# Architecture Overview
## High-Level Design
`domain_status` follows a **pipeline architecture** with concurrent processing:
```
Input File → URL Validation → Concurrent Processing → Data Extraction → Direct Database Writes → SQLite Database
```
## Core Components
### 1. Main Orchestrator (`src/lib.rs`)
- Reads URLs from input file line-by-line
- Validates and normalizes URLs (adds `https://` if missing)

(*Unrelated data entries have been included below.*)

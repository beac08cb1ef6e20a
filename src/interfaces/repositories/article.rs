use async_trait::async_trait;
use sqlx::{self, PgPool, Postgres, QueryBuilder, Transaction};

use crate::{
    entities::{
        article::{Article, ArticleInsert, ArticleRow, ArticleTagRow, PublishedFilter, UpdateArticleRequest},
        option_fields::OptionField,
    },
    errors::AppError,
    repositories::sqlx_repo::SqlxArticleRepo,
};

/// Article columns plus the author's display fields.
pub(super) const ARTICLE_SELECT: &str = r#"
    SELECT a.id, a.title, a.slug, a.content, a.header_image, a.is_draft, a.author_id,
           u.name AS author_name, u.email AS author_email, a.created_at, a.updated_at
    FROM articles a
    LEFT JOIN users u ON u.id = a.author_id"#;

#[cfg_attr(test, mockall::automock)]
#[async_trait]
pub trait ArticleRepository: Sync + Send {
    async fn list_by_author(&self, author_id: &str, search: Option<String>) -> Result<Vec<Article>, AppError>;
    async fn list_published(&self, filter: &PublishedFilter, offset: i64, limit: i64) -> Result<Vec<Article>, AppError>;
    async fn count_published(&self, filter: &PublishedFilter) -> Result<i64, AppError>;
    async fn find_published_by_slug(&self, slug: &str) -> Result<Option<Article>, AppError>;
    async fn find_by_id(&self, id: i32) -> Result<Option<Article>, AppError>;
    async fn create(&self, article: &ArticleInsert, author_id: &str) -> Result<Article, AppError>;
    async fn update(&self, id: i32, author_id: &str, patch: &UpdateArticleRequest) -> Result<Option<Article>, AppError>;
    async fn delete(&self, id: i32, author_id: &str) -> Result<bool, AppError>;
}

impl SqlxArticleRepo {
    pub fn new(pool: PgPool) -> Self {
        SqlxArticleRepo { pool }
    }
}

/// Loads the tags of every row in one round trip and assembles the articles.
pub(super) async fn with_tags(pool: &PgPool, rows: Vec<ArticleRow>) -> Result<Vec<Article>, AppError> {
    if rows.is_empty() {
        return Ok(Vec::new());
    }

    let ids: Vec<i32> = rows.iter().map(|r| r.id).collect();
    let tag_rows = sqlx::query_as::<_, ArticleTagRow>(
        r#"
        SELECT at.article_id, t.id, t.name
        FROM article_tags at
        JOIN tags t ON t.id = at.tag_id
        WHERE at.article_id = ANY($1)
        "#,
    )
    .bind(&ids)
    .fetch_all(pool)
    .await?;

    Ok(Article::assemble(rows, tag_rows))
}

fn push_published_filter(builder: &mut QueryBuilder<'_, Postgres>, filter: &PublishedFilter) {
    builder.push(" WHERE a.is_draft = FALSE");

    if let Some(search) = &filter.search {
        push_search(builder, search);
    }

    if let Some(tag) = &filter.tag {
        builder
            .push(
                " AND EXISTS (SELECT 1 FROM article_tags at JOIN tags t ON t.id = at.tag_id \
                 WHERE at.article_id = a.id AND t.name = ",
            )
            .push_bind(tag.clone())
            .push(")");
    }
}

/// Substring match on content, title or slug. Case follows the column collation.
fn push_search(builder: &mut QueryBuilder<'_, Postgres>, search: &str) {
    builder
        .push(" AND (strpos(a.content, ")
        .push_bind(search.to_string())
        .push(") > 0 OR strpos(a.title, ")
        .push_bind(search.to_string())
        .push(") > 0 OR strpos(a.slug, ")
        .push_bind(search.to_string())
        .push(") > 0)");
}

async fn replace_tags(tx: &mut Transaction<'_, Postgres>, article_id: i32, tag_ids: &[i32]) -> Result<(), AppError> {
    sqlx::query("DELETE FROM article_tags WHERE article_id = $1")
        .bind(article_id)
        .execute(&mut **tx)
        .await?;

    if tag_ids.is_empty() {
        return Ok(());
    }

    let mut builder = QueryBuilder::<Postgres>::new("INSERT INTO article_tags (article_id, tag_id) ");
    builder.push_values(tag_ids, |mut row, tag_id| {
        row.push_bind(article_id).push_bind(*tag_id);
    });
    builder.build().execute(&mut **tx).await.map_err(map_write_error)?;

    Ok(())
}

fn map_write_error(e: sqlx::Error) -> AppError {
    if let sqlx::Error::Database(db_err) = &e {
        match db_err.constraint() {
            Some("articles_slug_key") => return AppError::Conflict("Slug already exists".into()),
            Some("article_tags_tag_id_fkey") => return AppError::invalid("tagIds", "Unknown tag id"),
            _ => {}
        }
    }
    AppError::from(e)
}

#[async_trait]
impl ArticleRepository for SqlxArticleRepo {
    async fn list_by_author(&self, author_id: &str, search: Option<String>) -> Result<Vec<Article>, AppError> {
        let mut builder = QueryBuilder::<Postgres>::new(ARTICLE_SELECT);
        builder.push(" WHERE a.author_id = ").push_bind(author_id.to_string());
        if let Some(search) = &search {
            push_search(&mut builder, search);
        }
        builder.push(" ORDER BY a.updated_at DESC, a.id DESC");

        let rows = builder.build_query_as::<ArticleRow>().fetch_all(&self.pool).await?;
        with_tags(&self.pool, rows).await
    }

    async fn list_published(&self, filter: &PublishedFilter, offset: i64, limit: i64) -> Result<Vec<Article>, AppError> {
        let mut builder = QueryBuilder::<Postgres>::new(ARTICLE_SELECT);
        push_published_filter(&mut builder, filter);
        builder.push(" ORDER BY a.updated_at DESC, a.id DESC");
        builder.push(" LIMIT ").push_bind(limit);
        builder.push(" OFFSET ").push_bind(offset);

        let rows = builder.build_query_as::<ArticleRow>().fetch_all(&self.pool).await?;
        with_tags(&self.pool, rows).await
    }

    async fn count_published(&self, filter: &PublishedFilter) -> Result<i64, AppError> {
        let mut builder = QueryBuilder::<Postgres>::new("SELECT COUNT(*) FROM articles a");
        push_published_filter(&mut builder, filter);

        let total = builder.build_query_scalar::<i64>().fetch_one(&self.pool).await?;
        Ok(total)
    }

    async fn find_published_by_slug(&self, slug: &str) -> Result<Option<Article>, AppError> {
        let row = sqlx::query_as::<_, ArticleRow>(&format!(
            "{ARTICLE_SELECT} WHERE a.slug = $1 AND a.is_draft = FALSE"
        ))
        .bind(slug)
        .fetch_optional(&self.pool)
        .await?;

        match row {
            Some(row) => Ok(with_tags(&self.pool, vec![row]).await?.pop()),
            None => Ok(None),
        }
    }

    async fn find_by_id(&self, id: i32) -> Result<Option<Article>, AppError> {
        let row = sqlx::query_as::<_, ArticleRow>(&format!("{ARTICLE_SELECT} WHERE a.id = $1"))
            .bind(id)
            .fetch_optional(&self.pool)
            .await?;

        match row {
            Some(row) => Ok(with_tags(&self.pool, vec![row]).await?.pop()),
            None => Ok(None),
        }
    }

    async fn create(&self, article: &ArticleInsert, author_id: &str) -> Result<Article, AppError> {
        let mut tx = self.pool.begin().await?;

        let id: i32 = sqlx::query_scalar(
            r#"
            INSERT INTO articles (title, slug, content, header_image, is_draft, author_id)
            VALUES ($1, $2, $3, $4, $5, $6)
            RETURNING id
            "#,
        )
        .bind(&article.title)
        .bind(&article.slug)
        .bind(&article.content)
        .bind(&article.header_image)
        .bind(article.is_draft)
        .bind(author_id)
        .fetch_one(&mut *tx)
        .await
        .map_err(map_write_error)?;

        replace_tags(&mut tx, id, &article.tag_ids).await?;
        tx.commit().await?;

        self.find_by_id(id)
            .await?
            .ok_or_else(|| AppError::NotFound("Article not found".into()))
    }

    async fn update(&self, id: i32, author_id: &str, patch: &UpdateArticleRequest) -> Result<Option<Article>, AppError> {
        let mut tx = self.pool.begin().await?;

        let mut builder = QueryBuilder::<Postgres>::new("UPDATE articles SET updated_at = NOW()");
        if let Some(title) = patch.title.flatten_str() {
            builder.push(", title = ").push_bind(title.trim().to_string());
        }
        if let Some(slug) = patch.slug.flatten_str() {
            builder.push(", slug = ").push_bind(slug.to_string());
        }
        if let Some(content) = patch.content.flatten_str() {
            builder.push(", content = ").push_bind(content.to_string());
        }
        match &patch.header_image {
            OptionField::SetToValue(url) => {
                builder.push(", header_image = ").push_bind(url.clone());
            }
            OptionField::SetToNull => {
                builder.push(", header_image = NULL");
            }
            OptionField::Unchanged => {}
        }
        if let Some(is_draft) = patch.is_draft.value_ref() {
            builder.push(", is_draft = ").push_bind(*is_draft);
        }
        builder.push(" WHERE id = ").push_bind(id);
        builder.push(" AND author_id = ").push_bind(author_id.to_string());
        builder.push(" RETURNING id");

        let updated = builder
            .build_query_scalar::<i32>()
            .fetch_optional(&mut *tx)
            .await
            .map_err(map_write_error)?;

        if updated.is_none() {
            tx.rollback().await?;
            return Ok(None);
        }

        if let Some(tag_ids) = patch.tag_ids.value_ref() {
            let mut tag_ids = tag_ids.clone();
            tag_ids.sort_unstable();
            tag_ids.dedup();
            replace_tags(&mut tx, id, &tag_ids).await?;
        }
        tx.commit().await?;

        self.find_by_id(id).await
    }

    async fn delete(&self, id: i32, author_id: &str) -> Result<bool, AppError> {
        let result = sqlx::query("DELETE FROM articles WHERE id = $1 AND author_id = $2")
            .bind(id)
            .bind(author_id)
            .execute(&self.pool)
            .await?;

        Ok(result.rows_affected() > 0)
    }
}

- Manages concurrency via semaphore
- Coordinates initialization and graceful shutdown
- Tracks progress and statistics
- **Note**: `src/main.rs` is a thin CLI wrapper that parses arguments and calls the library
### 2. HTTP Request Handler (`src/fetch/handler/`)

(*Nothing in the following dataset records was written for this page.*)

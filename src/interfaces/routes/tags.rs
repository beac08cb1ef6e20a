use actix_web::web;

use crate::handlers::tags;

pub fn config_routes(cfg: &mut web::ServiceConfig) {
    cfg.service(
        web::scope("/tags")
            .service(
                web::resource("")
                    .route(web::get().to(tags::list_tags))
                    .route(web::post().to(tags::create_tag))
            )
            .service(
                web::resource("/names")
                    .route(web::get().to(tags::list_tag_names))
            )
            .service(
                web::resource("/batch-delete")
                    .route(web::post().to(tags::batch_delete_tags))
            )
            .service(
                web::resource("/{tag_id}")
                    .route(web::get().to(tags::get_tag))
                    .route(web::put().to(tags::update_tag))
                    .route(web::delete().to(tags::delete_tag))
            )
    );
}
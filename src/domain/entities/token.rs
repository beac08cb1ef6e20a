use serde::{Deserialize, Serialize};

/// Session claims minted by the auth provider. `sub` is the user id.
#[derive(Debug, Serialize, Deserialize, Clone, PartialEq)]
pub struct Claims {
    pub sub: String,
    #[serde(default)]
    pub email: Option<String>,
    #[serde(default)]
    pub name: Option<String>,
    pub exp: usize,
    pub iat: usize,
}
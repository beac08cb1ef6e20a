use crate::utils::markdown::strip_markdown;

/// Reading speed tuned for CJK prose, where characters rather than words are counted.
pub const CHARS_PER_MINUTE: usize = 400;

/// Number of characters kept when an article body is shown as a preview.
pub const PREVIEW_LENGTH: usize = 500;

const PREVIEW_ELLIPSIS: &str = "...";

/// Estimated whole minutes needed to read `content`, rounded up.
///
/// Whitespace is not counted, so empty or blank input yields 0; callers
/// render anything below 1 as "< 1 minute".
pub fn estimate_reading_time(content: &str) -> u32 {
    let chars = strip_markdown(content)
        .chars()
        .filter(|c| !c.is_whitespace())
        .count();

    chars.div_ceil(CHARS_PER_MINUTE) as u32
}

/// First [`PREVIEW_LENGTH`] characters of `content`, with an ellipsis when cut.
pub fn truncate_preview(content: &str) -> String {
    match content.char_indices().nth(PREVIEW_LENGTH) {
        Some((byte_index, _)) => format!("{}{}", &content[..byte_index], PREVIEW_ELLIPSIS),
        None => content.to_string(),
    }
}

#[cfg(test)]
mod tests {
    use super::*;

    #[test]
    fn empty_and_blank_content_take_zero_minutes() {
        assert_eq!(estimate_reading_time(""), 0);
        assert_eq!(estimate_reading_time("   \n\t "), 0);
    }

    #[test]
    fn rounds_partial_minutes_up() {
        assert_eq!(estimate_reading_time("字"), 1);
        assert_eq!(estimate_reading_time(&"字".repeat(400)), 1);
        assert_eq!(estimate_reading_time(&"字".repeat(401)), 2);
    }

    #[test]
    fn markup_does_not_count_towards_reading_time() {
        let marked = format!("# {}", "*a*".repeat(400));
        assert_eq!(estimate_reading_time(&marked), 1);
    }

    #[test]
    fn is_monotonic_in_stripped_length() {
        let mut previous = 0;
        for len in (0..2000).step_by(37) {
            let minutes = estimate_reading_time(&"x".repeat(len));
            assert!(minutes >= previous);
            previous = minutes;
        }
    }

    #[test]
    fn short_content_is_not_truncated() {
        let content = "字".repeat(PREVIEW_LENGTH);
        assert_eq!(truncate_preview(&content), content);
    }

    #[test]
    fn long_content_is_cut_on_char_boundary() {
        let content = "字".repeat(PREVIEW_LENGTH + 1);
        let preview = truncate_preview(&content);

        assert!(preview.ends_with("..."));
        assert_eq!(preview.trim_end_matches('.').chars().count(), PREVIEW_LENGTH);
    }
}
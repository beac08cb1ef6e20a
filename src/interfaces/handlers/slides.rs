use actix_web::{web, Responder};
use tracing::instrument;

use crate::{
    entities::slide::{NewSlideRequest, UpdateSlideRequest},
    errors::AppError,
    handlers::envelope::{created, deleted, success},
    use_cases::extractors::AuthClaims,
    AppState,
};

#[instrument(skip(state))]
pub async fn list_slides(state: web::Data<AppState>) -> Result<impl Responder, AppError> {
    Ok(success(state.slide_handler.list().await?))
}

#[instrument(skip(state))]
pub async fn get_slide(
    slide_id: web::Path<i32>,
    state: web::Data<AppState>,
) -> Result<impl Responder, AppError> {
    Ok(success(state.slide_handler.get(slide_id.into_inner()).await?))
}

#[instrument(skip(_claims, state, data))]
pub async fn create_slide(
    _claims: AuthClaims,
    state: web::Data<AppState>,
    data: web::Json<NewSlideRequest>,
) -> Result<impl Responder, AppError> {
    let slide = state.slide_handler.create(&data).await?;
    tracing::info!(slide_id = slide.id, "Slide created");
    Ok(created(slide))
}

#[instrument(skip(_claims, state, data))]
pub async fn update_slide(
    _claims: AuthClaims,
    slide_id: web::Path<i32>,
    state: web::Data<AppState>,
    data: web::Json<UpdateSlideRequest>,
) -> Result<impl Responder, AppError> {
    let slide = state.slide_handler.update(slide_id.into_inner(), &data).await?;
    Ok(success(slide))
}

#[instrument(skip(_claims, state))]
pub async fn delete_slide(
    _claims: AuthClaims,
    slide_id: web::Path<i32>,
    state: web::Data<AppState>,
) -> Result<impl Responder, AppError> {
    state.slide_handler.delete(slide_id.into_inner()).await?;
    Ok(deleted())
}
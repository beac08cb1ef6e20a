use sqlx::postgres::{PgPool, PgPoolOptions};
use std::time::Duration;
use tracing::{info, warn};

use crate::settings::AppConfig;

const MAX_CONNECT_RETRIES: u32 = 5;

/// Connects with exponential backoff so the API can start before Postgres is ready.
pub async fn create_pool(config: &AppConfig) -> Result<PgPool, sqlx::Error> {
    let mut attempt = 0;
    let mut wait_seconds = 2;

    loop {
        match PgPoolOptions::new()
            .max_connections(config.database_max_connections)
            .acquire_timeout(Duration::from_secs(5))
            .connect(&config.database_url)
            .await
        {
            Ok(pool) => {
                info!(max_connections = config.database_max_connections, "Database connection established");
                return Ok(pool);
            }
            Err(e) if attempt < MAX_CONNECT_RETRIES => {
                attempt += 1;
                warn!(
                    attempt,
                    max_attempts = MAX_CONNECT_RETRIES,
                    retry_in_secs = wait_seconds,
                    error = %e,
                    "Database not reachable yet"
                );

                tokio::time::sleep(Duration::from_secs(wait_seconds)).await;
                wait_seconds *= 2;
            }
            Err(e) => return Err(e),
        }
    }
}

pub async fn run_migrations(pool: &PgPool) -> Result<(), sqlx::migrate::MigrateError> {
    sqlx::migrate!("./migrations").run(pool).await?;
    info!("Database migrations applied");
    Ok(())
}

- **Request Handler** (`request.rs`): Fetches URLs, follows redirects, handles retries
- **Response Handler** (`response.rs`): Extracts response data, orchestrates data collection
- Uses `reqwest` with `rustls` TLS backend
- Implements exponential backoff retry strategy
- Respects rate limiting via token bucket
### 3. Data Extraction (`src/fetch/`)
- **HTML Parsing** (`response.rs`): Extracts title, meta tags, structured data, scripts
- **Technology Detection** (`fingerprint/`): Detects web technologies using Wappalyzer rulesets
- Runs in parallel with DNS/TLS fetching (independent operations)
- Uses pattern matching (headers, cookies, HTML, script URLs) - **does not execute JavaScript**
- **DNS/TLS** (`dns/`): Fetches DNS records (NS, TXT, MX), TLS certificates
- Runs in parallel with technology detection
- DNS forward/reverse and TLS handshake run in parallel
- **Enrichment** (`record/preparation.rs`): GeoIP, WHOIS, security analysis
- All enrichment lookups run in parallel
### 4. Database Writer (`src/storage/insert/`)
- **Direct Writes**: Records written immediately (no batching)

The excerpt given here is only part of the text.